His leadership of German and Italian forces in the North African campaign establishes his reputation as one of the ablest tank commanders of the war, and earns him the nickname der Wüstenfuchs, "the Desert Fox".
Among his British adversaries he has a reputation for chivalry, and his phrase "war without hate" has been used to describe the North African campaign.
A number of historians will since reject he phrase as myth and uncover numerous examples of war crimes and abuses both towards enemy soldiers and native populations in Africa during the conflict.
Other historians will note that there is no evidence Rommel had been involved or known about these crimes, some pointing out that the war in the desert, as fought by Rommel and his opponents, still came close to a clean fight as there was in the Second World War .

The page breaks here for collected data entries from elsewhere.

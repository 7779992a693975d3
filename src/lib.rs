//! Fraud Signal Engine
//!
//! Combines call-metadata rules, transcript analysis, transaction anomaly
//! scoring and deepfake scoring into fraud verdicts, and retrains the
//! anomaly model as user feedback arrives.

pub mod config;
pub mod consumer;
pub mod error;
pub mod feature_extractor;
pub mod feedback;
pub mod media;
pub mod metrics;
pub mod models;
pub mod producer;
pub mod retraining;
pub mod screening;
pub mod spam;
pub mod storage;
pub mod types;

pub use config::AppConfig;
pub use consumer::SignalConsumer;
pub use error::{EngineError, ExternalError, Result};
pub use feature_extractor::{FeatureMatrix, FeaturePreparer, FeatureScaler};
pub use feedback::FeedbackStore;
pub use models::{AnomalyModel, InferenceEngine, LiveModel};
pub use producer::{AlertProducer, Notifier};
pub use retraining::{RetrainingJob, RetrainingOrchestrator};
pub use screening::CallScreener;
pub use spam::{CallMetadataEvaluator, TranscriptAnalyzer};
pub use types::{FraudAlert, TransactionRecord};
//! Test Signal Producer
//!
//! Generates and publishes test transactions, call events and feedback to
//! NATS for engine testing.

use chrono::{Duration as ChronoDuration, Local, Utc};
use fraud_signal_engine::config::NatsConfig;
use fraud_signal_engine::types::{CallEvent, CallMetadata, FeedbackSubmission, TransactionRecord};
use rand::Rng;
use serde::Serialize;
use std::time::Duration;
use tracing::{info, warn};

const SPAM_CALLERS: [&str; 2] = ["+1234567890", "+0987654321"];

const PHISHING_LINES: [&str; 4] = [
    "This is your bank, an urgent payment is needed today",
    "Your account blocked, please verify your details",
    "Congratulations, claim your prize money now",
    "Immediate action required, click the link we sent",
];

const ORDINARY_LINES: [&str; 3] = [
    "Hi, just calling to confirm our meeting tomorrow",
    "Your order has shipped and should arrive on Friday",
    "Thanks for calling back, see you at the clinic",
];

/// Which inputs to publish
#[derive(Debug, Clone, Copy, PartialEq, Eq)]
enum Stream {
    Transactions,
    Calls,
    Feedback,
    All,
}

impl Stream {
    fn parse(value: &str) -> Option<Self> {
        match value {
            "transactions" => Some(Self::Transactions),
            "calls" => Some(Self::Calls),
            "feedback" => Some(Self::Feedback),
            "all" => Some(Self::All),
            _ => None,
        }
    }

    fn includes(self, other: Stream) -> bool {
        self == Stream::All || self == other
    }
}

/// Signal generator for testing
struct SignalGenerator {
    rng: rand::rngs::ThreadRng,
    transaction_counter: u64,
    call_counter: u64,
}

impl SignalGenerator {
    fn new() -> Self {
        Self {
            rng: rand::thread_rng(),
            transaction_counter: 0,
            call_counter: 0,
        }
    }

    /// Generate a random legitimate transaction
    fn generate_legitimate(&mut self) -> TransactionRecord {
        self.transaction_counter += 1;
        let merchant = self.random_choice(&["grocer", "cafe", "fuel", "pharmacy", "bookshop"]);
        let user = format!("U{:04}", self.rng.gen_range(1..500));

        TransactionRecord::new(
            format!("T{:010}", self.transaction_counter),
            self.rng.gen_range(10.0..500.0),
            merchant,
            user,
        )
        .with_attribute("merchant_score", self.rng.gen_range(0.6..0.95))
        .with_attribute("user_activity_score", self.rng.gen_range(0.5..0.9))
    }

    /// Generate a suspicious transaction
    fn generate_suspicious(&mut self) -> TransactionRecord {
        self.transaction_counter += 1;
        let merchant = self.random_choice(&["giftcards-online", "crypto-exchange", "wire-transfer"]);
        let user = format!("U{:04}", self.rng.gen_range(1..500));

        TransactionRecord::new(
            format!("T{:010}", self.transaction_counter),
            self.rng.gen_range(5000.0..20000.0),
            merchant,
            user,
        )
        .with_attribute("merchant_score", self.rng.gen_range(0.0..0.15))
        .with_attribute("user_activity_score", self.rng.gen_range(0.0..0.1))
    }

    /// Generate an ordinary call with a matching transcript
    fn generate_call(&mut self) -> CallEvent {
        self.call_counter += 1;
        let caller = format!("+1555{:07}", self.rng.gen_range(0..10_000_000));
        let transcript = self.random_choice(&ORDINARY_LINES).to_string();
        CallEvent {
            metadata: CallMetadata::new(
                caller,
                self.receiver(),
                self.rng.gen_range(30..900),
                self.call_time(),
            ),
            transcript: Some(transcript),
        }
    }

    /// Generate a spam call: blacklisted, very short, or a phishing script
    fn generate_spam_call(&mut self) -> CallEvent {
        self.call_counter += 1;
        let (caller, duration, transcript) = match self.rng.gen_range(0..3) {
            0 => (self.random_choice(&SPAM_CALLERS).to_string(), self.rng.gen_range(30..300), None),
            1 => (
                format!("+1555{:07}", self.rng.gen_range(0..10_000_000)),
                self.rng.gen_range(1..10),
                None,
            ),
            _ => (
                format!("+1555{:07}", self.rng.gen_range(0..10_000_000)),
                self.rng.gen_range(30..300),
                Some(self.random_choice(&PHISHING_LINES).to_string()),
            ),
        };
        CallEvent {
            metadata: CallMetadata::new(caller, self.receiver(), duration, self.call_time()),
            transcript,
        }
    }

    /// Generate feedback; roughly one in ten is invalid
    fn generate_feedback(&mut self) -> FeedbackSubmission {
        let rating = if self.rng.gen_bool(0.1) {
            self.rng.gen_range(6..10)
        } else {
            self.rng.gen_range(1..=5)
        };
        FeedbackSubmission {
            user_id: format!("U{:04}", self.rng.gen_range(1..500)),
            comment: self
                .random_choice(&[
                    "Alert was correct, I did not make that purchase",
                    "False alarm, that was me",
                    "Too many alerts this week",
                    "Blocked the caller, thanks",
                ])
                .to_string(),
            rating,
        }
    }

    fn receiver(&mut self) -> String {
        format!("+1987{:07}", self.rng.gen_range(0..10_000_000))
    }

    fn call_time(&mut self) -> String {
        let offset = ChronoDuration::seconds(self.rng.gen_range(0..60));
        (Local::now().naive_local() - offset)
            .format("%Y-%m-%d %H:%M:%S")
            .to_string()
    }

    fn random_choice<'a>(&mut self, choices: &[&'a str]) -> &'a str {
        choices[self.rng.gen_range(0..choices.len())]
    }
}

/// One generated message and its subject
struct Outgoing {
    subject: String,
    suspicious: bool,
    payload: Vec<u8>,
    pretty: String,
}

fn encode<T: Serialize>(subject: &str, suspicious: bool, value: &T) -> anyhow::Result<Outgoing> {
    Ok(Outgoing {
        subject: subject.to_string(),
        suspicious,
        payload: serde_json::to_vec(value)?,
        pretty: serde_json::to_string_pretty(value)?,
    })
}

fn generate_round(
    generator: &mut SignalGenerator,
    stream: Stream,
    fraud_rate: f64,
    subjects: &NatsConfig,
) -> anyhow::Result<Vec<Outgoing>> {
    let mut batch = Vec::new();

    if stream.includes(Stream::Transactions) {
        let suspicious = generator.rng.gen_bool(fraud_rate);
        let transaction = if suspicious {
            generator.generate_suspicious()
        } else {
            generator.generate_legitimate()
        };
        batch.push(encode(&subjects.transaction_subject, suspicious, &transaction)?);
    }
    if stream.includes(Stream::Calls) {
        let suspicious = generator.rng.gen_bool(fraud_rate);
        let call = if suspicious {
            generator.generate_spam_call()
        } else {
            generator.generate_call()
        };
        batch.push(encode(&subjects.call_subject, suspicious, &call)?);
    }
    if stream.includes(Stream::Feedback) {
        let feedback = generator.generate_feedback();
        let invalid = !(1..=5).contains(&feedback.rating);
        batch.push(encode(&subjects.feedback_subject, invalid, &feedback)?);
    }

    Ok(batch)
}

#[tokio::main]
async fn main() -> anyhow::Result<()> {
    tracing_subscriber::fmt()
        .with_env_filter(
            tracing_subscriber::EnvFilter::from_default_env()
                .add_directive("test_producer=info".parse()?),
        )
        .init();

    info!("Starting Test Signal Producer");

    // Parse arguments
    let args: Vec<String> = std::env::args().collect();
    let nats_url = args.get(1).map(|s| s.as_str()).unwrap_or("nats://localhost:4222");
    let stream_arg = args.get(2).map(|s| s.as_str()).unwrap_or("all");
    let count: u64 = args.get(3).and_then(|s| s.parse().ok()).unwrap_or(100);
    let fraud_rate: f64 = args.get(4).and_then(|s| s.parse().ok()).unwrap_or(0.1);
    let delay_ms: u64 = args.get(5).and_then(|s| s.parse().ok()).unwrap_or(100);

    let stream = Stream::parse(stream_arg).ok_or_else(|| {
        anyhow::anyhow!(
            "unknown stream '{}', expected transactions, calls, feedback or all",
            stream_arg
        )
    })?;
    if !(0.0..=1.0).contains(&fraud_rate) {
        anyhow::bail!("fraud rate must be between 0 and 1, got {}", fraud_rate);
    }

    info!(
        nats_url = %nats_url,
        stream = ?stream,
        count = count,
        fraud_rate = fraud_rate,
        delay_ms = delay_ms,
        "Configuration loaded"
    );

    let subjects = NatsConfig::default();

    let client = match async_nats::connect(nats_url).await {
        Ok(c) => {
            info!("Connected to NATS");
            c
        }
        Err(e) => {
            warn!(error = %e, "Failed to connect to NATS. Running in dry-run mode.");
            return run_dry_mode(stream, count, fraud_rate, delay_ms, &subjects).await;
        }
    };

    let mut generator = SignalGenerator::new();
    info!("Starting to publish {} rounds...", count);

    let mut published = 0u64;
    let mut suspicious_count = 0u64;

    for i in 0..count {
        for message in generate_round(&mut generator, stream, fraud_rate, &subjects)? {
            if message.suspicious {
                suspicious_count += 1;
            }
            client.publish(message.subject, message.payload.into()).await?;
            published += 1;
        }

        if (i + 1) % 10 == 0 {
            info!(
                "Published {}/{} rounds ({} messages, {} suspicious)",
                i + 1,
                count,
                published,
                suspicious_count
            );
        }

        tokio::time::sleep(Duration::from_millis(delay_ms)).await;
    }

    client.flush().await?;
    info!(
        "Completed! Published {} messages ({} suspicious)",
        published, suspicious_count
    );

    Ok(())
}

async fn run_dry_mode(
    stream: Stream,
    count: u64,
    fraud_rate: f64,
    delay_ms: u64,
    subjects: &NatsConfig,
) -> anyhow::Result<()> {
    info!("Running in dry-run mode (no NATS connection)");

    let mut generator = SignalGenerator::new();
    let started = Utc::now();

    for i in 0..count {
        let batch = generate_round(&mut generator, stream, fraud_rate, subjects)?;
        if (i + 1) % 10 == 0 || i == 0 {
            for message in &batch {
                info!("Sample on {} (round {}):\n{}", message.subject, i + 1, message.pretty);
            }
        }

        tokio::time::sleep(Duration::from_millis(delay_ms)).await;
    }

    info!(
        "Dry run finished after {}s",
        (Utc::now() - started).num_seconds()
    );
    Ok(())
}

He later commands the German forces opposing the Allied cross-channel invasion of Normandy in June 1944.
Rommel had supported the Nazi seizure of power and Adolf Hitler, although his stance towards antisemitism and Nazi ideology, his level of knowledge of the Holocaust and his involvement in war crimes will remain matters of debate among scholars.
In 1944, Rommel is implicated in the 20 July plot to assassinate Hitler.
Because of Rommel's status as a national hero, Hitler desired to eliminate him quietly instead of immediately executing him, as many other plotters are.
Rommel is given a choice between committing suicide, in return for assurances that his reputation will remain intact and that his family will not be persecuted following his death, or facing a trial that will result in his disgrace and execution; he chooses the former and committed suicide using a cyanide pill.
Rommel is given a state funeral, and it is announced that he had succumbed to his injuries from the strafing of his staff car in Normandy.
Rommel will become a larger-than-life figure in both Allied and Nazi propaganda, and in postwar popular culture, with numerous authors considering him an apolitical, brilliant commander and a victim of the Third Reich, although this assessment wiil be contested by other authors as the Rommel myth.
Rommel's reputation for conducting a clean war will be used in the interest of the West German rearmament and reconciliation between the former enemies—the United Kingdom and the United States on one side and the new Federal Republic of Germany on the other.
Several of Rommel's former subordinates, notably his chief of staff Hans Speidel, will play key roles in German rearmament and integration into NATO in the postwar era
The German Army's largest military base, the Field Marshal Rommel Barracks, Augustdorf, is named in his honor.